Thursday, June 9, 2011

Uruguay .- Mújica defends raising taxes on large estates, despite the opposition from Vice President

MONTEVIDEO, 9 June (Reuters) - President of Uruguay, Jose Mujica, Thursday defended his plan to raise taxes on large rural properties, an idea resisted by his deputy that generated tensions in the ruling coalition left. Mujica, a former guerrilla who was tortured and suffered a severe detention during the dictatorship that ruled Uruguay between 1973 and 1985, said that raising taxes on large tracts of land will not change current business conditions in the country.

"The fact is multiply wealth, no tax. Must prod a little bit and has produced a lot," he said in his radio show "Speak the President." The strong expansion of the Uruguayan agricultural sector in recent years by high raw material prices stimulated a significant investment of foreign capital, mostly from Argentina and Brazil.

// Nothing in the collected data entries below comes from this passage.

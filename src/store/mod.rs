// SPDX-FileCopyrightText: 2026 Bruno Meilick
// SPDX-License-Identifier: LicenseRef-Ata-FreeUse-NoCopy-NoDerivatives
//
// All rights reserved.
//
// This file is part of Ata and is proprietary software.
// Unauthorized copying, modification, or distribution is prohibited.

//! Form persistence.
//!
//! [`FormStore`] is the service the HTTP layer talks to. It sits on a [`FormBackend`]
//! capability (get/put/delete/list) so the storage engine can be swapped: [`FormFolder`] keeps
//! one JSON file per form plus a summary index on disk, [`MemoryBackend`] keeps everything in a
//! map for tests and benches.

pub mod form_folder;
pub mod memory;


use std::fmt;
use std::io;
use std::path::PathBuf;
use std::sync::Arc;

use chrono::Utc;

use crate::model::{Form, FormHeader, FormId, FormSummary, IdError, ParseSectionKeyError, Sections};

pub use form_folder::FormFolder;
pub use memory::MemoryBackend;

#[derive(Debug, thiserror::Error)]
pub enum StoreError {
    #[error("io error at {path:?}: {source}")]
    Io {
        path: PathBuf,
        #[source]
        source: io::Error,
    },
    #[error("json error at {path:?}: {source}")]
    Json {
        path: PathBuf,
        #[source]
        source: serde_json::Error,
    },
    #[error("invalid id for {field}: {value:?}: {source}")]
    InvalidId {
        field: &'static str,
        value: String,
        #[source]
        source: IdError,
    },
    #[error("invalid section key in {path:?}: {source}")]
    InvalidSection {
        path: PathBuf,
        #[source]
        source: ParseSectionKeyError,
    },
    #[error("invalid timestamp in {path:?}: {value:?}")]
    InvalidTimestamp {
        path: PathBuf,
        value: String,
        #[source]
        source: chrono::ParseError,
    },
    #[error("refusing to write through symlink at {path:?}")]
    SymlinkRefused { path: PathBuf },
    #[error("form not found: {form_id}")]
    NotFound { form_id: FormId },
}

impl StoreError {
    pub fn is_not_found(&self) -> bool {
        matches!(self, Self::NotFound { .. })
    }
}

#[derive(Debug, Default, Clone, Copy, PartialEq, Eq)]
pub enum WriteDurability {
    /// Fast, best-effort persistence.
    ///
    /// - Writes a temp file and renames atomically into place.
    /// - Does not perform per-file fsync/sync.
    #[default]
    BestEffort,

    /// Slower, best-effort durability.
    ///
    /// Attempts to flush written file contents and rename operations to stable storage where
    /// possible. Exact guarantees are platform/filesystem-dependent.
    Durable,
}

/// Storage capability behind [`FormStore`].
///
/// `put` is an upsert of the form together with its summary; implementations keep the two in
/// step so that every stored form has exactly one summary.
pub trait FormBackend: fmt::Debug + Send + Sync {
    fn get(&self, form_id: &FormId) -> Result<Option<Form>, StoreError>;

    fn put(&self, form: &Form) -> Result<(), StoreError>;

    /// Removes the form and its summary. Returns whether anything was removed.
    fn delete(&self, form_id: &FormId) -> Result<bool, StoreError>;

    fn list(&self) -> Result<Vec<FormSummary>, StoreError>;
}

#[derive(Debug, Clone)]
pub struct FormStore {
    backend: Arc<dyn FormBackend>,
}

impl FormStore {
    pub fn new(backend: impl FormBackend + 'static) -> Self {
        Self {
            backend: Arc::new(backend),
        }
    }

    pub fn in_memory() -> Self {
        Self::new(MemoryBackend::default())
    }

    pub fn create_form(&self) -> Result<FormId, StoreError> {
        let form = Form::new(FormId::generate(), Utc::now());
        self.backend.put(&form)?;
        tracing::info!(form_id = %form.id(), "form created");
        Ok(form.id().clone())
    }

    pub fn read_form(&self, form_id: &FormId) -> Result<Form, StoreError> {
        self.backend
            .get(form_id)?
            .ok_or_else(|| StoreError::NotFound {
                form_id: form_id.clone(),
            })
    }

    /// Overwrites the sections, and the header when one is given.
    pub fn save_form(
        &self,
        form_id: &FormId,
        sections: Sections,
        header: Option<FormHeader>,
    ) -> Result<(), StoreError> {
        self.update_form(form_id, |form| {
            form.set_sections(sections);
            if let Some(header) = header {
                form.set_header(header);
            }
            Ok::<_, StoreError>(())
        })
    }

    /// Loads a form, lets `edit` mutate it and persists the result when `edit` succeeds.
    pub fn update_form<T, E>(
        &self,
        form_id: &FormId,
        edit: impl FnOnce(&mut Form) -> Result<T, E>,
    ) -> Result<T, E>
    where
        E: From<StoreError>,
    {
        let mut form = self.read_form(form_id)?;
        let value = edit(&mut form)?;
        self.backend.put(&form)?;
        tracing::debug!(form_id = %form_id, "form saved");
        Ok(value)
    }

    pub fn reset_form(&self, form_id: &FormId) -> Result<(), StoreError> {
        self.update_form(form_id, |form| {
            form.reset_sections();
            Ok::<_, StoreError>(())
        })
    }

    pub fn delete_form(&self, form_id: &FormId) -> Result<(), StoreError> {
        if !self.backend.delete(form_id)? {
            return Err(StoreError::NotFound {
                form_id: form_id.clone(),
            });
        }
        tracing::info!(form_id = %form_id, "form deleted");
        Ok(())
    }

    /// Summaries ordered by date, newest first; ties broken by id.
    pub fn list_forms(&self) -> Result<Vec<FormSummary>, StoreError> {
        let mut summaries = self.backend.list()?;
        summaries.sort_by(|a, b| b.date.cmp(&a.date).then_with(|| a.id.cmp(&b.id)));
        Ok(summaries)
    }
}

Mujica said that "people come out with a lot of money and make deals in the fields, we have to be an open country, but for a bit, I come to buy all the land and in the end we were all pawns." Mujica The proposed property tax increase surprised some of his executive and vice president, Danilo Astori, decisive in the economic management of the country, said it would seek to change it.

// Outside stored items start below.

// SPDX-FileCopyrightText: 2026 Bruno Meilick
// SPDX-License-Identifier: LicenseRef-Ata-FreeUse-NoCopy-NoDerivatives
//
// All rights reserved.
//
// This file is part of Ata and is proprietary software.
// Unauthorized copying, modification, or distribution is prohibited.

use axum::extract::rejection::JsonRejection;
use axum::http::StatusCode;
use axum::response::{IntoResponse, Response};
use axum::Json;

use crate::export::ExportError;
use crate::ops::ApplyError;
use crate::store::StoreError;

use super::types::ErrorBody;

pub const INTERNAL_ERROR_MESSAGE: &str = "internal error";
pub const GENERATION_FAILED_MESSAGE: &str = "generation failed";

/// Errors surfaced by the HTTP handlers.
///
/// Client errors carry their message to the caller; server-side failures only carry a detail
/// for the log and answer with an opaque message.
#[derive(Debug, thiserror::Error)]
pub enum ApiError {
    #[error("{0}")]
    BadRequest(String),
    #[error("{0}")]
    NotFound(String),
    #[error("internal error: {0}")]
    Internal(String),
    #[error("generation failed: {0}")]
    Generation(String),
}

impl ApiError {
    pub fn status(&self) -> StatusCode {
        match self {
            Self::BadRequest(_) => StatusCode::BAD_REQUEST,
            Self::NotFound(_) => StatusCode::NOT_FOUND,
            Self::Internal(_) | Self::Generation(_) => StatusCode::INTERNAL_SERVER_ERROR,
        }
    }

    fn public_message(&self) -> String {
        match self {
            Self::BadRequest(message) | Self::NotFound(message) => message.clone(),
            Self::Internal(_) => INTERNAL_ERROR_MESSAGE.to_owned(),
            Self::Generation(_) => GENERATION_FAILED_MESSAGE.to_owned(),
        }
    }
}

impl From<StoreError> for ApiError {
    fn from(err: StoreError) -> Self {
        match err {
            StoreError::NotFound { .. } => Self::NotFound(err.to_string()),
            other => Self::Internal(other.to_string()),
        }
    }
}

impl From<ApplyError> for ApiError {
    fn from(err: ApplyError) -> Self {
        match err {
            ApplyError::BlockNotFound { .. } => Self::NotFound(err.to_string()),
            ApplyError::SectionCompleted { .. } => Self::BadRequest(err.to_string()),
        }
    }
}

impl From<ExportError> for ApiError {
    fn from(err: ExportError) -> Self {
        Self::Generation(err.detail())
    }
}

impl From<JsonRejection> for ApiError {
    fn from(rejection: JsonRejection) -> Self {
        Self::BadRequest(rejection.body_text())
    }
}

impl From<tokio::task::JoinError> for ApiError {
    fn from(err: tokio::task::JoinError) -> Self {
        Self::Internal(format!("blocking task failed: {err}"))
    }
}

impl IntoResponse for ApiError {
    fn into_response(self) -> Response {
        let status = self.status();
        match &self {
            Self::Internal(detail) | Self::Generation(detail) => {
                tracing::error!(status = status.as_u16(), %detail, "request failed");
            }
            Self::BadRequest(message) | Self::NotFound(message) => {
                tracing::debug!(status = status.as_u16(), %message, "request rejected");
            }
        }

        let body = ErrorBody {
            error: self.public_message(),
        };
        (status, Json(body)).into_response()
    }
}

"Whichever path we take, what can be suggesting that there may be further changes in the future and that it could generate a sense of uncertainty and uncertainty is not good company for investment decisions," said Astori, told local radio. According to local media, the proposed Mujica, who was not officially disclosed, would seek to raise $ 16 (about seven euros) per hectare per year property tax to the fields with more than 10,000 acres, twelve dollars (about 8.2 euros) the more than 5,000, and eight dollars (about 5.5 euros) the more than 2,000, from four current dollars.

According to the president, some 1,200 companies would be affected by the new tax, which would increase revenue by about 60 million dollars. Mujica said that holders of these extensions speculate on rises in land prices, adding that additional taxes will not hurt the profits of small and medium rural producers.

However, Astori said the president's idea will not help curb the concentration of land. "The instrument we propose alternative is to get these resources according to the financial capacity of farmers and not to launch negative signal for growth of the sector itself," said Astori, adding that talks with Mujica to seek agreement and bring a proposal consensus in Parliament.